Mit einer umfassenden, militärischen Antwort auf den Überraschungsangriff der radikal-islamischen Hamas auf Israel haben die USA nicht lange gezögert. Der Flugzeugträger USS Gerald Ford und mehrere Kriegsschiffe sind bereits auf dem Weg in die Krisenregion, und die Regierung in Washington hat Israels Ministerpräsident Benjamin Netanjahu die volle Unterstützung seitens der USA zugesagt.

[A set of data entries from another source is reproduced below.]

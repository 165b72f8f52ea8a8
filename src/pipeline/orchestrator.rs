use std::sync::atomic::{AtomicU64, Ordering};
use std::sync::Arc;
use std::time::Duration;

use chrono::Utc;
use log::{debug, error, info, warn};
use tokio::sync::{broadcast, Mutex};
use tokio::task::JoinHandle;

use crate::categories::{default_cuisines, CuisineCache};
use crate::config::ImportConfig;
use crate::error::{ExtractionError, PipelineError};
use crate::extract::TextExtractor;
use crate::llm::{AnthropicProvider, RetryPolicy};
use crate::model::ScrapedPage;
use crate::notion::{ImportResult, NotionClient, NotionImporter};
use crate::pipeline::{BroadcastObserver, StatusEvent, StatusObserver, StoreObserver};
use crate::session::{Session, SessionId, SessionState, SessionToken};
use crate::store::{LastImport, SessionMarker, StateStore, StoreError};

const EVENT_CAPACITY: usize = 32;

pub const EXTRACTING_MESSAGE: &str = "Extracting recipe data with Claude...";
pub const IMPORTING_MESSAGE: &str = "Importing recipe to Notion...";
pub const COMPLETE_MESSAGE: &str = "Recipe imported successfully!";
pub const CANCELLED_MESSAGE: &str = "Processing cancelled by user";

/// Snapshot returned by [`Orchestrator::status`]
#[derive(Debug, Clone, PartialEq, Eq)]
pub struct PipelineStatus {
    /// Id and state of the most recent session in this process
    pub current: Option<(SessionId, SessionState)>,
    /// Persisted in-progress marker that outlived the stale threshold; it has
    /// been cleared
    pub stale_session: Option<SessionMarker>,
    pub last_import: Option<LastImport>,
}

/// Runs extract + import as a single-flight, cancellable session
///
/// Starting a session abandons the previous one without cancelling it. The
/// abandoned session may finish its in-flight request, but its status events
/// are dropped because it is no longer current.
pub struct Orchestrator {
    extractor: TextExtractor,
    importer: NotionImporter,
    notion: Arc<NotionClient>,
    cache: Arc<CuisineCache>,
    store: Arc<StateStore>,
    broadcast: Arc<BroadcastObserver>,
    observers: Vec<Arc<dyn StatusObserver>>,
    next_id: AtomicU64,
    current: Mutex<Option<Session>>,
    stale_after: Duration,
}

impl Orchestrator {
    pub fn new(
        extractor: TextExtractor,
        importer: NotionImporter,
        notion: Arc<NotionClient>,
        cache: Arc<CuisineCache>,
        store: Arc<StateStore>,
        stale_after: Duration,
    ) -> Self {
        let broadcast = Arc::new(BroadcastObserver::new(EVENT_CAPACITY));
        let observers: Vec<Arc<dyn StatusObserver>> = vec![
            broadcast.clone(),
            Arc::new(StoreObserver::new(store.clone())),
        ];

        Self {
            extractor,
            importer,
            notion,
            cache,
            store,
            broadcast,
            observers,
            next_id: AtomicU64::new(1),
            current: Mutex::new(None),
            stale_after,
        }
    }

    /// Wire up every component from configuration, with state kept on disk
    pub async fn from_config(config: &ImportConfig) -> Result<Self, StoreError> {
        let store = Arc::new(StateStore::open(&config.state_path).await?);
        Ok(Self::with_store(config, store))
    }

    pub fn with_store(config: &ImportConfig, store: Arc<StateStore>) -> Self {
        let provider = Arc::new(AnthropicProvider::new(config));
        let notion = Arc::new(NotionClient::new(config));
        let cache = Arc::new(CuisineCache::new(store.clone(), config.category_ttl()));

        let extractor = TextExtractor::new(provider, RetryPolicy::from(&config.retry));
        let importer = NotionImporter::new(
            notion.clone(),
            cache.clone(),
            store.clone(),
            config.categories.allow_new,
        );

        Self::new(
            extractor,
            importer,
            notion,
            cache,
            store,
            config.stale_session_after(),
        )
    }

    /// Register another observer of status transitions
    pub fn add_observer(&mut self, observer: Arc<dyn StatusObserver>) {
        self.observers.push(observer);
    }

    pub fn subscribe(&self) -> broadcast::Receiver<StatusEvent> {
        self.broadcast.subscribe()
    }

    /// Run `process_recipe` on the runtime so the caller can cancel it
    pub fn spawn(self: Arc<Self>, page: ScrapedPage) -> JoinHandle<Result<ImportResult, PipelineError>> {
        tokio::spawn(async move { self.process_recipe(&page).await })
    }

    /// Extract a recipe from `page` and import it
    pub async fn process_recipe(&self, page: &ScrapedPage) -> Result<ImportResult, PipelineError> {
        let (id, token) = self.start_session().await;

        let result = self.run(id, page, &token).await;

        match &result {
            Ok(imported) => {
                let mut event = StatusEvent::new(id, SessionState::Complete, COMPLETE_MESSAGE);
                event.remote_url = Some(imported.remote_url.clone());
                self.transition(event).await;
                self.clear_marker(id).await;
            }
            // Cleanup belongs to whoever cancelled
            Err(e) if e.is_cancelled() => info!("Session {} cancelled", id),
            Err(e) => {
                error!("Session {} failed: {}", id, e);
                self.transition(StatusEvent::new(
                    id,
                    SessionState::Error,
                    format!("Error: {}", e),
                ))
                .await;
                self.clear_marker(id).await;
            }
        }

        result
    }

    async fn run(
        &self,
        id: SessionId,
        page: &ScrapedPage,
        token: &SessionToken,
    ) -> Result<ImportResult, PipelineError> {
        let hints = self.category_hints().await;
        token.check().map_err(ExtractionError::from)?;

        self.transition(StatusEvent::new(id, SessionState::Extracting, EXTRACTING_MESSAGE))
            .await;
        let recipe = self.extractor.extract(page, &hints, token).await?;
        token.check().map_err(ExtractionError::from)?;

        self.transition(StatusEvent::new(id, SessionState::Importing, IMPORTING_MESSAGE))
            .await;
        Ok(self.importer.import(&recipe, token).await?)
    }

    async fn start_session(&self) -> (SessionId, SessionToken) {
        let id = self.next_id.fetch_add(1, Ordering::SeqCst);
        let session = Session::new(id);
        let token = session.token.clone();
        let marker = SessionMarker {
            session_id: id,
            started_at: session.started_at,
        };

        if let Some(previous) = self.current.lock().await.replace(session) {
            if !previous.state.is_terminal() {
                info!("Session {} superseded by session {}", previous.id, id);
            }
        }

        if let Err(e) = self.store.mark_session_started(marker).await {
            warn!("Failed to persist session marker: {}", e);
        }
        debug!("Started session {}", id);
        (id, token)
    }

    /// Cached categories, else a refresh from the database when it is
    /// configured, else the default cuisines
    async fn category_hints(&self) -> Vec<String> {
        if let Some(options) = self.cache.get().await {
            return options;
        }
        if self.notion.has_credentials() {
            self.cache.refresh(self.notion.as_ref()).await
        } else {
            debug!("Notion not configured, using default cuisines");
            default_cuisines()
        }
    }

    /// Current category options, fetching them if the cache is stale
    pub async fn categories(&self) -> Vec<String> {
        self.category_hints().await
    }

    /// Fetch category options from the database regardless of the cache
    pub async fn refresh_categories(&self) -> Vec<String> {
        self.cache.refresh(self.notion.as_ref()).await
    }

    /// Apply the event's state to its session and notify observers
    ///
    /// Events of a session that is no longer current, or that would be an
    /// invalid transition, are dropped.
    async fn transition(&self, event: StatusEvent) {
        {
            let mut current = self.current.lock().await;
            let Some(session) = current.as_mut().filter(|s| s.id == event.session_id) else {
                debug!(
                    "Dropping '{}' from superseded session {}",
                    event.phase, event.session_id
                );
                return;
            };
            if !session.advance(event.phase) {
                debug!(
                    "Dropping '{}' for session {} in state '{}'",
                    event.phase, session.id, session.state
                );
                return;
            }
        }

        info!("[session {}] {}: {}", event.session_id, event.phase, event.message);
        for observer in &self.observers {
            observer.on_status(&event).await;
        }
    }

    async fn clear_marker(&self, id: SessionId) {
        if let Err(e) = self.store.clear_session(id).await {
            warn!("Failed to clear session marker: {}", e);
        }
    }

    /// Cancel the current session unless it already finished
    ///
    /// This includes a session still in `Idle` while categories are being
    /// fetched. The session stops at its next checkpoint. Any persisted
    /// in-progress marker is cleared. Returns whether a session was cancelled.
    pub async fn cancel(&self) -> bool {
        let cancelled = {
            let current = self.current.lock().await;
            current
                .as_ref()
                .filter(|s| !s.state.is_terminal())
                .map(|s| {
                    s.token.cancel();
                    s.id
                })
        };

        if let Some(id) = cancelled {
            self.transition(StatusEvent::new(id, SessionState::Cancelled, CANCELLED_MESSAGE))
                .await;
        }
        if let Err(e) = self.store.clear_any_session().await {
            warn!("Failed to clear session marker: {}", e);
        }

        cancelled.is_some()
    }

    /// Current session, stale-marker detection and the last import outcome
    pub async fn status(&self) -> PipelineStatus {
        let current = self
            .current
            .lock()
            .await
            .as_ref()
            .map(|s| (s.id, s.state));

        let live_here = current.filter(|(_, state)| !state.is_terminal()).map(|(id, _)| id);
        let stale_session = match self.store.session_marker().await {
            Some(marker)
                if Some(marker.session_id) != live_here
                    && marker.is_stale(Utc::now(), self.stale_after) =>
            {
                warn!(
                    "Session {} started at {} looks stuck, clearing it",
                    marker.session_id, marker.started_at
                );
                if let Err(e) = self.store.clear_session(marker.session_id).await {
                    warn!("Failed to clear stale session marker: {}", e);
                }
                Some(marker)
            }
            _ => None,
        };

        PipelineStatus {
            current,
            stale_session,
            last_import: self.store.last_import().await,
        }
    }
}
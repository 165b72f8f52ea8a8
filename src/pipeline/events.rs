use std::sync::Arc;

use async_trait::async_trait;
use chrono::Utc;
use log::{debug, warn};
use tokio::sync::broadcast;

use crate::session::{SessionId, SessionState};
use crate::store::{LastImport, LastImportStatus, StateStore};

/// Progress update for one session
#[derive(Debug, Clone, PartialEq, Eq)]
pub struct StatusEvent {
    pub session_id: SessionId,
    pub phase: SessionState,
    pub message: String,
    /// Link to the created page, on `Complete`
    pub remote_url: Option<String>,
}

impl StatusEvent {
    pub fn new(session_id: SessionId, phase: SessionState, message: impl Into<String>) -> Self {
        Self {
            session_id,
            phase,
            message: message.into(),
            remote_url: None,
        }
    }
}

/// Side effect of a session state transition
#[async_trait]
pub trait StatusObserver: Send + Sync {
    async fn on_status(&self, event: &StatusEvent);
}

/// Fans events out to any number of subscribers
pub struct BroadcastObserver {
    sender: broadcast::Sender<StatusEvent>,
}

impl BroadcastObserver {
    pub fn new(capacity: usize) -> Self {
        let (sender, _) = broadcast::channel(capacity);
        Self { sender }
    }

    pub fn subscribe(&self) -> broadcast::Receiver<StatusEvent> {
        self.sender.subscribe()
    }
}

#[async_trait]
impl StatusObserver for BroadcastObserver {
    async fn on_status(&self, event: &StatusEvent) {
        // No subscriber is the normal case for a headless run
        if self.sender.send(event.clone()).is_err() {
            debug!("No listener for status event: {}", event.message);
        }
    }
}

/// Persists the outcome of finished sessions
pub struct StoreObserver {
    store: Arc<StateStore>,
}

impl StoreObserver {
    pub fn new(store: Arc<StateStore>) -> Self {
        Self { store }
    }
}

#[async_trait]
impl StatusObserver for StoreObserver {
    async fn on_status(&self, event: &StatusEvent) {
        let last = match event.phase {
            SessionState::Complete => LastImport {
                status: LastImportStatus::Success,
                error: None,
                remote_url: event.remote_url.clone(),
                at: Utc::now(),
            },
            SessionState::Error => LastImport {
                status: LastImportStatus::Error,
                error: Some(event.message.clone()),
                remote_url: None,
                at: Utc::now(),
            },
            _ => return,
        };

        if let Err(e) = self.store.record_last_import(last).await {
            warn!("Failed to record import status: {}", e);
        }
    }
}
use config::{Config, ConfigError, Environment, File};
use serde::Deserialize;
use std::path::PathBuf;
use std::time::Duration;

/// Main configuration structure
#[derive(Debug, Deserialize, Clone)]
pub struct ImportConfig {
    /// LLM service settings
    #[serde(default)]
    pub anthropic: AnthropicConfig,
    /// Destination database settings
    #[serde(default)]
    pub notion: NotionConfig,
    /// Retry behavior for overloaded LLM responses
    #[serde(default)]
    pub retry: RetryConfig,
    /// Category enumeration cache and matching
    #[serde(default)]
    pub categories: CategoriesConfig,
    /// Where persisted state (cache, session markers) is written
    #[serde(default = "default_state_path")]
    pub state_path: PathBuf,
    /// An in-progress marker older than this is considered stuck
    #[serde(default = "default_stale_session_minutes")]
    pub stale_session_minutes: u64,
    /// Optional HTTP request timeout in seconds
    #[serde(default)]
    pub timeout: Option<u64>,
}

impl Default for ImportConfig {
    fn default() -> Self {
        Self {
            anthropic: AnthropicConfig::default(),
            notion: NotionConfig::default(),
            retry: RetryConfig::default(),
            categories: CategoriesConfig::default(),
            state_path: default_state_path(),
            stale_session_minutes: default_stale_session_minutes(),
            timeout: None,
        }
    }
}

/// Configuration for the Anthropic messages API
#[derive(Debug, Deserialize, Clone)]
pub struct AnthropicConfig {
    /// API key for authentication (can also be set via ANTHROPIC_API_KEY)
    pub api_key: Option<String>,
    /// Model identifier
    #[serde(default = "default_model")]
    pub model: String,
    /// Maximum tokens to generate
    #[serde(default = "default_max_tokens")]
    pub max_tokens: u32,
    /// Base URL for API endpoint (for proxies and tests)
    #[serde(default = "default_anthropic_base_url")]
    pub base_url: String,
    /// Value of the anthropic-version header
    #[serde(default = "default_anthropic_version")]
    pub version: String,
}

impl Default for AnthropicConfig {
    fn default() -> Self {
        Self {
            api_key: None,
            model: default_model(),
            max_tokens: default_max_tokens(),
            base_url: default_anthropic_base_url(),
            version: default_anthropic_version(),
        }
    }
}

/// Configuration for the Notion API
#[derive(Debug, Deserialize, Clone)]
pub struct NotionConfig {
    /// Integration token (can also be set via NOTION_TOKEN)
    pub token: Option<String>,
    /// Target database (can also be set via NOTION_DATABASE_ID)
    pub database_id: Option<String>,
    /// Base URL for API endpoint (for proxies and tests)
    #[serde(default = "default_notion_base_url")]
    pub base_url: String,
    /// Value of the Notion-Version header
    #[serde(default = "default_notion_version")]
    pub version: String,
}

impl Default for NotionConfig {
    fn default() -> Self {
        Self {
            token: None,
            database_id: None,
            base_url: default_notion_base_url(),
            version: default_notion_version(),
        }
    }
}

/// Configuration for retrying overloaded LLM requests
#[derive(Debug, Deserialize, Clone)]
pub struct RetryConfig {
    /// Total number of attempts, first one included
    #[serde(default = "default_retry_attempts")]
    pub attempts: u32,
    /// Base delay in milliseconds, multiplied by the attempt number
    #[serde(default = "default_retry_delay_ms")]
    pub delay_ms: u64,
}

impl Default for RetryConfig {
    fn default() -> Self {
        Self {
            attempts: default_retry_attempts(),
            delay_ms: default_retry_delay_ms(),
        }
    }
}

/// Configuration for the category enumeration
#[derive(Debug, Deserialize, Clone)]
pub struct CategoriesConfig {
    /// How long fetched options stay fresh
    #[serde(default = "default_ttl_hours")]
    pub ttl_hours: u64,
    /// Whether an unmatched category may be written as a new option
    #[serde(default = "default_allow_new")]
    pub allow_new: bool,
}

impl Default for CategoriesConfig {
    fn default() -> Self {
        Self {
            ttl_hours: default_ttl_hours(),
            allow_new: default_allow_new(),
        }
    }
}

// Default value functions
fn default_model() -> String {
    "claude-3-7-sonnet-20250219".to_string()
}

fn default_max_tokens() -> u32 {
    4000
}

fn default_anthropic_base_url() -> String {
    "https://api.anthropic.com".to_string()
}

fn default_anthropic_version() -> String {
    "2023-06-01".to_string()
}

fn default_notion_base_url() -> String {
    "https://api.notion.com".to_string()
}

fn default_notion_version() -> String {
    "2022-06-28".to_string()
}

fn default_retry_attempts() -> u32 {
    3
}

fn default_retry_delay_ms() -> u64 {
    2000
}

fn default_ttl_hours() -> u64 {
    24
}

fn default_allow_new() -> bool {
    true
}

fn default_state_path() -> PathBuf {
    PathBuf::from("recipe-import-state.json")
}

fn default_stale_session_minutes() -> u64 {
    5
}

impl ImportConfig {
    /// Load configuration from file and environment variables
    ///
    /// Configuration is loaded with the following priority (highest to lowest):
    /// 1. Environment variables with RECIPE_IMPORT__ prefix
    /// 2. config.toml file in current directory
    /// 3. Default values
    ///
    /// Environment variable format: RECIPE_IMPORT__NOTION__TOKEN
    pub fn load() -> Result<Self, ConfigError> {
        load_config()
    }

    /// LLM API key from config, falling back to ANTHROPIC_API_KEY
    pub fn anthropic_api_key(&self) -> Option<String> {
        non_empty(self.anthropic.api_key.clone())
            .or_else(|| non_empty(std::env::var("ANTHROPIC_API_KEY").ok()))
    }

    /// Notion token from config, falling back to NOTION_TOKEN
    pub fn notion_token(&self) -> Option<String> {
        non_empty(self.notion.token.clone())
            .or_else(|| non_empty(std::env::var("NOTION_TOKEN").ok()))
    }

    /// Notion database id from config, falling back to NOTION_DATABASE_ID
    pub fn notion_database_id(&self) -> Option<String> {
        non_empty(self.notion.database_id.clone())
            .or_else(|| non_empty(std::env::var("NOTION_DATABASE_ID").ok()))
    }

    pub fn request_timeout(&self) -> Option<Duration> {
        self.timeout.map(Duration::from_secs)
    }

    pub fn category_ttl(&self) -> Duration {
        Duration::from_secs(self.categories.ttl_hours.saturating_mul(60 * 60))
    }

    pub fn stale_session_after(&self) -> Duration {
        Duration::from_secs(self.stale_session_minutes.saturating_mul(60))
    }
}

fn non_empty(value: Option<String>) -> Option<String> {
    value.filter(|v| !v.trim().is_empty())
}

/// Load configuration from file and environment variables
///
/// See [`ImportConfig::load`] for the priority order.
pub fn load_config() -> Result<ImportConfig, ConfigError> {
    let settings = Config::builder()
        // Optional config file (can be missing)
        .add_source(File::with_name("config").required(false))
        // Use double underscore for nested: RECIPE_IMPORT__ANTHROPIC__API_KEY
        .add_source(
            Environment::with_prefix("RECIPE_IMPORT")
                .separator("__")
                .try_parsing(true),
        )
        .build()?;

    settings.try_deserialize()
}

#[cfg(test)]
mod tests {
    use super::*;

    #[test]
    fn test_default_values() {
        let config = ImportConfig::default();
        assert_eq!(config.anthropic.model, "claude-3-7-sonnet-20250219");
        assert_eq!(config.anthropic.max_tokens, 4000);
        assert_eq!(config.notion.version, "2022-06-28");
        assert_eq!(config.retry.attempts, 3);
        assert_eq!(config.retry.delay_ms, 2000);
        assert_eq!(config.categories.ttl_hours, 24);
        assert!(config.categories.allow_new);
    }

    #[test]
    fn test_serde_defaults_fill_missing_sections() {
        let config: ImportConfig = serde_json::from_str(
            r#"{"notion": {"token": "secret", "database_id": "abc"}, "retry": {"attempts": 5}}"#,
        )
        .unwrap();

        assert_eq!(config.notion.token.as_deref(), Some("secret"));
        assert_eq!(config.notion.base_url, "https://api.notion.com");
        assert_eq!(config.retry.attempts, 5);
        assert_eq!(config.retry.delay_ms, 2000);
        assert_eq!(config.state_path, PathBuf::from("recipe-import-state.json"));
        assert_eq!(config.stale_session_minutes, 5);
        assert!(config.timeout.is_none());
    }

    #[test]
    fn test_blank_credentials_count_as_missing() {
        let mut config = ImportConfig::default();
        config.notion.database_id = Some("   ".to_string());
        assert_eq!(non_empty(config.notion.database_id.clone()), None);
    }

    #[test]
    fn test_huge_durations_saturate() {
        let mut config = ImportConfig::default();
        config.categories.ttl_hours = u64::MAX;
        config.stale_session_minutes = u64::MAX;
        assert_eq!(config.category_ttl(), Duration::from_secs(u64::MAX));
        assert_eq!(config.stale_session_after(), Duration::from_secs(u64::MAX));
    }

    #[test]
    fn test_stale_session_duration() {
        let config = ImportConfig::default();
        assert_eq!(config.stale_session_after(), Duration::from_secs(300));
    }
}
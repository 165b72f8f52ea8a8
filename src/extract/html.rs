use once_cell::sync::Lazy;
use regex::Regex;

/// Upper bound on the simplified content, in characters
pub const MAX_CONTENT_CHARS: usize = 100_000;

/// Whole blocks dropped before the page goes to the model
static NOISE_BLOCKS: Lazy<Vec<Regex>> = Lazy::new(|| {
    ["script", "style", "nav", "header", "footer", "aside"]
        .iter()
        .map(|tag| {
            Regex::new(&format!(r"(?is)<{tag}\b[^>]*>.*?</{tag}\s*>")).expect("valid block regex")
        })
        .collect()
});

static COMMENTS: Lazy<Regex> = Lazy::new(|| Regex::new(r"(?s)<!--.*?-->").expect("valid regex"));

static IMG_TAG: Lazy<Regex> = Lazy::new(|| Regex::new(r"(?is)<img\b[^>]*>").expect("valid regex"));

static SRC_ATTR: Lazy<Regex> =
    Lazy::new(|| Regex::new(r#"(?is)\bsrc\s*=\s*["']([^"']+)["']"#).expect("valid regex"));

static ALT_ATTR: Lazy<Regex> =
    Lazy::new(|| Regex::new(r#"(?is)\balt\s*=\s*["']([^"']*)["']"#).expect("valid regex"));

/// Reduce raw page markup to what the model needs
///
/// Removes script/style/comment/nav/header/footer/aside blocks, keeps only
/// `src` and `alt` on image tags, then truncates to [`MAX_CONTENT_CHARS`].
/// Everything else, prose and markup alike, passes through untouched, so
/// plain text input comes out unchanged apart from truncation.
pub fn simplify_html(html: &str) -> String {
    let mut simplified = COMMENTS.replace_all(html, "").into_owned();

    for block in NOISE_BLOCKS.iter() {
        simplified = block.replace_all(&simplified, "").into_owned();
    }

    simplified = IMG_TAG
        .replace_all(&simplified, |caps: &regex::Captures| collapse_img(&caps[0]))
        .into_owned();

    truncate_chars(simplified, MAX_CONTENT_CHARS)
}

fn collapse_img(tag: &str) -> String {
    let src = SRC_ATTR.captures(tag).map(|c| c[1].to_string());
    let alt = ALT_ATTR.captures(tag).map(|c| c[1].to_string());

    match (src, alt) {
        (Some(src), Some(alt)) => format!(r#"<img src="{}" alt="{}">"#, src, alt),
        (Some(src), None) => format!(r#"<img src="{}">"#, src),
        // Lazy-loaded images without src carry nothing useful
        (None, _) => String::new(),
    }
}

fn truncate_chars(mut text: String, max_chars: usize) -> String {
    if let Some((byte_index, _)) = text.char_indices().nth(max_chars) {
        text.truncate(byte_index);
    }
    text
}

#[cfg(test)]
mod tests {
    use super::*;

    #[test]
    fn test_strips_noise_blocks() {
        let html = r#"
            <html><head><style>body { color: red; }</style>
            <script type="text/javascript">console.log('</div>');</script></head>
            <body>
                <HEADER class="site">Logo</HEADER>
                <nav><a href="/">Home</a></nav>
                <h1>Tacos</h1>
                <!-- ad slot -->
                <aside>Related posts</aside>
                <p>Warm the tortillas.</p>
                <footer>Copyright</footer>
            </body></html>
        "#;

        let simplified = simplify_html(html);
        assert!(simplified.contains("<h1>Tacos</h1>"));
        assert!(simplified.contains("<p>Warm the tortillas.</p>"));
        for gone in ["console.log", "color: red", "Logo", "Home", "ad slot", "Related", "Copyright"] {
            assert!(!simplified.contains(gone), "{} should be stripped", gone);
        }
    }

    #[test]
    fn test_collapses_image_attributes() {
        let html = r#"<img class="hero" alt="Finished tacos" loading="lazy" src="https://img.example/tacos.jpg" width="600">"#;
        assert_eq!(
            simplify_html(html),
            r#"<img src="https://img.example/tacos.jpg" alt="Finished tacos">"#
        );

        let no_alt = r#"<img data-x="1" src='https://img.example/a.png'/>"#;
        assert_eq!(simplify_html(no_alt), r#"<img src="https://img.example/a.png">"#);
    }

    #[test]
    fn test_plain_text_passes_through() {
        let text = "Caption:\nLemon cake with 3 eggs";
        assert_eq!(simplify_html(text), text);
    }

    #[test]
    fn test_truncates_on_char_boundary() {
        let long = "é".repeat(MAX_CONTENT_CHARS + 10);
        let simplified = simplify_html(&long);
        assert_eq!(simplified.chars().count(), MAX_CONTENT_CHARS);
    }
}
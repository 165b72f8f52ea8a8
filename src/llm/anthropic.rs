use crate::config::ImportConfig;
use crate::llm::{LlmError, LlmProvider};
use async_trait::async_trait;
use log::debug;
use reqwest::Client;
use serde_json::{json, Value};

/// Status code Anthropic uses for "overloaded_error"
const OVERLOADED_STATUS: u16 = 529;

pub struct AnthropicProvider {
    client: Client,
    api_key: Option<String>,
    base_url: String,
    version: String,
    model: String,
    max_tokens: u32,
}

impl AnthropicProvider {
    /// Create a new Anthropic provider from configuration
    ///
    /// A missing API key is not an error here; it is reported by
    /// [`LlmProvider::complete`] so the extraction stage can surface it.
    pub fn new(config: &ImportConfig) -> Self {
        let mut builder = Client::builder();
        if let Some(timeout) = config.request_timeout() {
            builder = builder.timeout(timeout);
        }

        AnthropicProvider {
            client: builder.build().unwrap_or_else(|_| Client::new()),
            api_key: config.anthropic_api_key(),
            base_url: config.anthropic.base_url.trim_end_matches('/').to_string(),
            version: config.anthropic.version.clone(),
            model: config.anthropic.model.clone(),
            max_tokens: config.anthropic.max_tokens,
        }
    }

    #[doc(hidden)]
    pub fn with_base_url(api_key: Option<String>, base_url: String, model: String) -> Self {
        AnthropicProvider {
            client: Client::new(),
            api_key,
            base_url,
            version: "2023-06-01".to_string(),
            model,
            max_tokens: 4000,
        }
    }

    /// Send a tiny request to verify the key and model are accepted
    pub async fn check_connection(&self) -> Result<(), LlmError> {
        self.send("Test connection. Respond with 'ok'.", 10)
            .await
            .map(|_| ())
    }

    async fn send(&self, prompt: &str, max_tokens: u32) -> Result<String, LlmError> {
        let api_key = self.api_key.as_deref().ok_or(LlmError::MissingApiKey)?;

        let response = self
            .client
            .post(format!("{}/v1/messages", self.base_url))
            .header("x-api-key", api_key)
            .header("anthropic-version", &self.version)
            .json(&json!({
                "model": self.model,
                "max_tokens": max_tokens,
                "messages": [
                    {
                        "role": "user",
                        "content": prompt
                    }
                ]
            }))
            .send()
            .await
            .map_err(|e| LlmError::Request(e.to_string()))?;

        let status = response.status();
        debug!("Claude API response status: {}", status);

        let body = response
            .text()
            .await
            .map_err(|e| LlmError::Request(e.to_string()))?;

        if status.as_u16() == OVERLOADED_STATUS {
            debug!("Claude API overloaded: {}", body);
            return Err(LlmError::Overloaded {
                status: OVERLOADED_STATUS,
            });
        }

        if !status.is_success() {
            return Err(classify_error(status.as_u16(), &body));
        }

        let response_body: Value =
            serde_json::from_str(&body).map_err(|e| LlmError::InvalidResponse(e.to_string()))?;

        extract_text(&response_body)
    }
}

/// Map a non-success body to an error; an "overloaded_error" type is
/// treated as overloaded whatever the status code
fn classify_error(status: u16, body: &str) -> LlmError {
    let parsed: Option<Value> = serde_json::from_str(body).ok();
    let error = parsed.as_ref().and_then(|v| v.get("error"));

    let error_type = error.and_then(|e| e["type"].as_str()).unwrap_or("");
    if error_type == "overloaded_error" {
        return LlmError::Overloaded { status };
    }

    let message = error
        .and_then(|e| e["message"].as_str())
        .map(str::to_string)
        .unwrap_or_else(|| body.to_string());

    LlmError::Api { status, message }
}

fn extract_text(response_body: &Value) -> Result<String, LlmError> {
    response_body["content"]
        .as_array()
        .and_then(|blocks| blocks.iter().find_map(|block| block["text"].as_str()))
        .map(str::to_string)
        .ok_or_else(|| LlmError::InvalidResponse("Invalid response from Claude API".to_string()))
}

#[async_trait]
impl LlmProvider for AnthropicProvider {
    fn provider_name(&self) -> &str {
        "anthropic"
    }

    async fn complete(&self, prompt: &str) -> Result<String, LlmError> {
        self.send(prompt, self.max_tokens).await
    }
}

Gleichwohl bringt der von Netanjahu erklärte Krieg die Regierung von US-PräsidentJoe Biden in Bedrängnis. Für mehr Militärhilfe fehlt es am notwendigen Geld. Dass sich dafür nach der plötzlichen Abwahl von Kevin McCarthy, der Sprecher des Repräsentantenhauses war, in der heillos zerstrittenen Kongresskammer die notwendige Unterstützung finden lässt, ist aber unwahrscheinlich. Darunter könnten wiederum Hilfsgelder für die Ukraine leiden, die ohnehin schon Gegenstand heftiger Auseinandersetzungen sind.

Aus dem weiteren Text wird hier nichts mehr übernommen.